Again, your solution is fine.

Steve

 

[mirabeau]

...

Thank you for asking. Your solution, from a practical standpoint, is probably the best one submitted and it is certainly the fastest.

...
Steve

Steve,

What you think is "probably the best" is probably the best for you.

But your claim about "certainly the fastest", made without any supporting evidence (did you do any testing?), is I think unhelpful, unfair to other contributors and likely to badly mislead any other readers of this thread, for example those who might arrive here through Google.

Just doing a timing test indicated that the solution which you refer to as fastest took about ten times as long on a 10,000 cell range as did the solution in post #6 of this thread.
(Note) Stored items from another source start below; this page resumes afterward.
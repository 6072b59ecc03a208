//! The physics solver
//!
//! Owns the particle array and the quadtree and advances both together.
//! One `update(dt)` runs `sub_steps` sub-steps of `dt / sub_steps`, each in
//! three phases:
//!
//! 1. index: rebuild (or incrementally refresh) the quadtree from particles
//!    strictly inside the world; the rest sleep this sub-step
//! 2. resolve: push overlapping particles apart
//! 3. integrate: gravity + Verlet + wall clamp
//!
//! Particle ids are indices into the particle array and never change.

use std::time::Instant;

use rayon::{ThreadPool, ThreadPoolBuilder};

use crate::configuration::config::{IndexConfig, PartitionConfig};
use crate::error::SimError;
use crate::simulation::collision::{resolve_serial, resolve_strips};
use crate::simulation::engine::Engine;
use crate::simulation::forces::{AccelSet, UniformGravity};
use crate::simulation::integrator::integrate_parallel;
use crate::simulation::params::SolverParams;
use crate::simulation::partition::Strips;
use crate::simulation::quadtree::{QuadCell, QuadTree};
use crate::simulation::states::{NVec2, Particle};

/// Counters from the last `update`.
#[derive(Debug, Clone, Copy, Default, PartialEq)]
pub struct StepStats {
    pub sub_steps: u32,
    pub indexed: usize, // entries in the index during the last sub-step
    pub contacts: usize, // corrections applied over all sub-steps
    pub nodes: usize, // reachable quadtree nodes after the last sub-step
    pub max_bucket: usize, // largest leaf after the last sub-step
    pub elapsed_ms: f64,
}

pub struct PhysicsSolver {
    particles: Vec<Particle>,
    tree: QuadTree,
    params: SolverParams,
    engine: Engine,
    forces: AccelSet,
    pool: ThreadPool,
    tasks: usize,
    strips: Strips,
    indexed: Vec<bool>, // incremental mode: is particle i in the tree
    stats: StepStats,
}

impl PhysicsSolver {
    /// Solver with uniform gravity from `params`.
    pub fn new(params: SolverParams, engine: Engine) -> Result<Self, SimError> {
        let forces = AccelSet::new().with(UniformGravity { g: params.gravity });
        Self::with_forces(params, engine, forces)
    }

    /// Solver with a custom set of acceleration terms.
    pub fn with_forces(params: SolverParams, engine: Engine, forces: AccelSet) -> Result<Self, SimError> {
        validate(&params)?;

        let tasks = engine.resolved_threads();
        let pool = ThreadPoolBuilder::new()
            .num_threads(tasks)
            .thread_name(|i| format!("vqsim-worker-{i}"))
            .build()?;

        let strips = Strips::new(params.world_size.x, tasks);
        if engine.partition == PartitionConfig::Strips && strips.is_reduced(tasks) {
            log::warn!(
                "world width {} only fits {} collision strips for {} workers",
                params.world_size.x,
                strips.count,
                tasks
            );
        }

        let tree = QuadTree::with_limits(
            QuadCell::from_size(params.world_size),
            params.max_objects,
            params.max_depth,
        );

        log::info!(
            "solver ready: world {}x{}, {} sub-steps, {} workers, {:?} resolve, {:?} index",
            params.world_size.x,
            params.world_size.y,
            params.sub_steps,
            tasks,
            engine.partition,
            engine.index
        );

        Ok(Self {
            particles: Vec::new(),
            tree,
            params,
            engine,
            forces,
            pool,
            tasks,
            strips,
            indexed: Vec::new(),
            stats: StepStats::default(),
        })
    }

    /// Add a particle at rest at `position` and return its id.
    pub fn create_particle(&mut self, position: NVec2) -> usize {
        self.add_particle(Particle::new(position))
    }

    /// Add a prepared particle and return its id.
    pub fn add_particle(&mut self, particle: Particle) -> usize {
        self.particles.push(particle);
        self.indexed.push(false);
        self.particles.len() - 1
    }

    /// Read access for drawing. Ids are indices into this slice.
    pub fn particles(&self) -> &[Particle] {
        &self.particles
    }

    pub fn particle(&self, id: usize) -> Option<&Particle> {
        self.particles.get(id)
    }

    pub fn particle_mut(&mut self, id: usize) -> Option<&mut Particle> {
        self.particles.get_mut(id)
    }

    pub fn len(&self) -> usize {
        self.particles.len()
    }

    pub fn is_empty(&self) -> bool {
        self.particles.is_empty()
    }

    pub fn tree(&self) -> &QuadTree {
        &self.tree
    }

    pub fn params(&self) -> &SolverParams {
        &self.params
    }

    pub fn engine(&self) -> &Engine {
        &self.engine
    }

    pub fn workers(&self) -> usize {
        self.tasks
    }

    pub fn stats(&self) -> StepStats {
        self.stats
    }

    /// Change the sub-step count used by later updates. Zero is ignored.
    pub fn set_sub_steps(&mut self, sub_steps: u32) {
        if sub_steps > 0 {
            self.params.sub_steps = sub_steps;
        }
    }

    /// Advance the whole system by `dt`, split into `sub_steps` sub-steps.
    pub fn update(&mut self, dt: f32) {
        let start = Instant::now();
        let sub_dt = dt / self.params.sub_steps as f32;

        let mut contacts = 0;
        for _ in 0..self.params.sub_steps {
            self.update_index();
            contacts += self.solve_collisions();
            self.integrate(sub_dt);
        }

        self.stats = StepStats {
            sub_steps: self.params.sub_steps,
            indexed: self.tree.len(),
            contacts,
            nodes: self.tree.live_node_count(),
            max_bucket: self.tree.max_bucket(),
            elapsed_ms: start.elapsed().as_secs_f64() * 1000.0,
        };
        log::debug!(
            "update: {} particles, {} indexed, {} contacts, {:.3} ms",
            self.particles.len(),
            self.stats.indexed,
            contacts,
            self.stats.elapsed_ms
        );
    }

    /// Phase 1: bring the quadtree in line with current positions.
    pub fn update_index(&mut self) {
        match self.engine.index {
            IndexConfig::Rebuild => self.rebuild_index(),
            IndexConfig::Incremental => self.refresh_index(),
        }
    }

    /// Clear the tree and insert every particle strictly inside the world.
    pub fn rebuild_index(&mut self) {
        self.tree.clear();
        for (id, p) in self.particles.iter().enumerate() {
            if self.params.in_world(&p.position) {
                self.tree.insert(p.position, id);
            }
        }
    }

    /// Move entries that changed leaf, drop the ones that left the world,
    /// add particles that are not indexed yet, then fold empty branches.
    pub fn refresh_index(&mut self) {
        let PhysicsSolver { particles, tree, params, indexed, .. } = self;

        let evicted = tree.update_leafs(|id| {
            let p = particles[id].position;
            params.in_world(&p).then_some(p)
        });
        for id in evicted {
            indexed[id] = false;
        }

        for (id, p) in particles.iter().enumerate() {
            if !indexed[id] && params.in_world(&p.position) {
                tree.insert(p.position, id);
                indexed[id] = true;
            }
        }

        tree.cleanup();
    }

    /// Phase 2: resolve contacts. Returns the number of corrections.
    pub fn solve_collisions(&mut self) -> usize {
        match self.engine.partition {
            PartitionConfig::Serial => resolve_serial(&mut self.particles, &self.tree),
            PartitionConfig::Strips => resolve_strips(&self.pool, &self.strips, &mut self.particles, &self.tree),
        }
    }

    /// Phase 3: accelerate, step and clamp every particle by `dt`.
    pub fn integrate(&mut self, dt: f32) {
        let PhysicsSolver { particles, forces, params, pool, tasks, .. } = self;
        integrate_parallel(pool, *tasks, particles, forces, params, dt);
    }
}

fn validate(params: &SolverParams) -> Result<(), SimError> {
    let size = params.world_size;
    if !(size.x.is_finite() && size.y.is_finite() && size.x > 0.0 && size.y > 0.0) {
        return Err(SimError::InvalidWorldSize { width: size.x, height: size.y });
    }
    if params.sub_steps == 0 {
        return Err(SimError::ZeroSubSteps);
    }
    if !(params.margin >= 0.0 && 2.0 * params.margin < size.x.min(size.y)) {
        return Err(SimError::InvalidMargin {
            margin: params.margin,
            width: size.x,
            height: size.y,
        });
    }
    if params.max_objects == 0 {
        return Err(SimError::InvalidQuadtreeLimits);
    }
    if !(params.gravity.x.is_finite() && params.gravity.y.is_finite()) {
        return Err(SimError::InvalidGravity { x: params.gravity.x, y: params.gravity.y });
    }
    Ok(())
}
For a 50,000 range the difference became much greater. Would you like to post your own test results that either verify or refute this?

("The quality of thinking is measuredby remoteness to conformance"
Stephen Druley)

 

[shg]

Generating numbers in that fashion gives a very peculiar distribution as a result of using 10 random numbers when only nine are needed. If you take a piece of string of the desired length and want 10 pieces of random length, you only need 9 cuts. The result is a beta distribution of lengths.

       A- --B--- -----C------ D ---E---
   1    1      0 B1: Input        1.58%
   2    2 0.8539 B2: =RAND()     18.68%
   3    3 0.6558 B3: =RAND()      3.53%
   4    4 0.5999 B4: =RAND()      3.72%
   5    5 0.0158 B5: =RAND()     32.49%
   6    6 0.2379 B6: =RAND()      1.09%
   7    7 0.2751 B7: =RAND()      4.50%
   8    8 0.2025 B8: =RAND()     19.81%
   9    9 0.6108 B9: =RAND()      3.20%
  10   10 0.8859 B10: =RAND()    11.41%
  11   11      1 B11: Input            
  12                                   
  13                            100.00%

The formula in E1 and copied down is

=SMALL($B$1:$B$11, A1+1) - SMALL($B$1:$B$11, A1)

 

[Jerry Sullivan]

Hi shg,

Thanks for sharing that technique - I can see how that formula is more analagous to cutting a piece of string.

I'm not really following why the method I suggested gives a "very peculiar distribution". Can you help me understand why my approach yields different patterns of distribution?

I'm aware of your mathematics expertise, so I don't doubt that you are correct- but I haven't grasped why these two approaches would result in different distributions.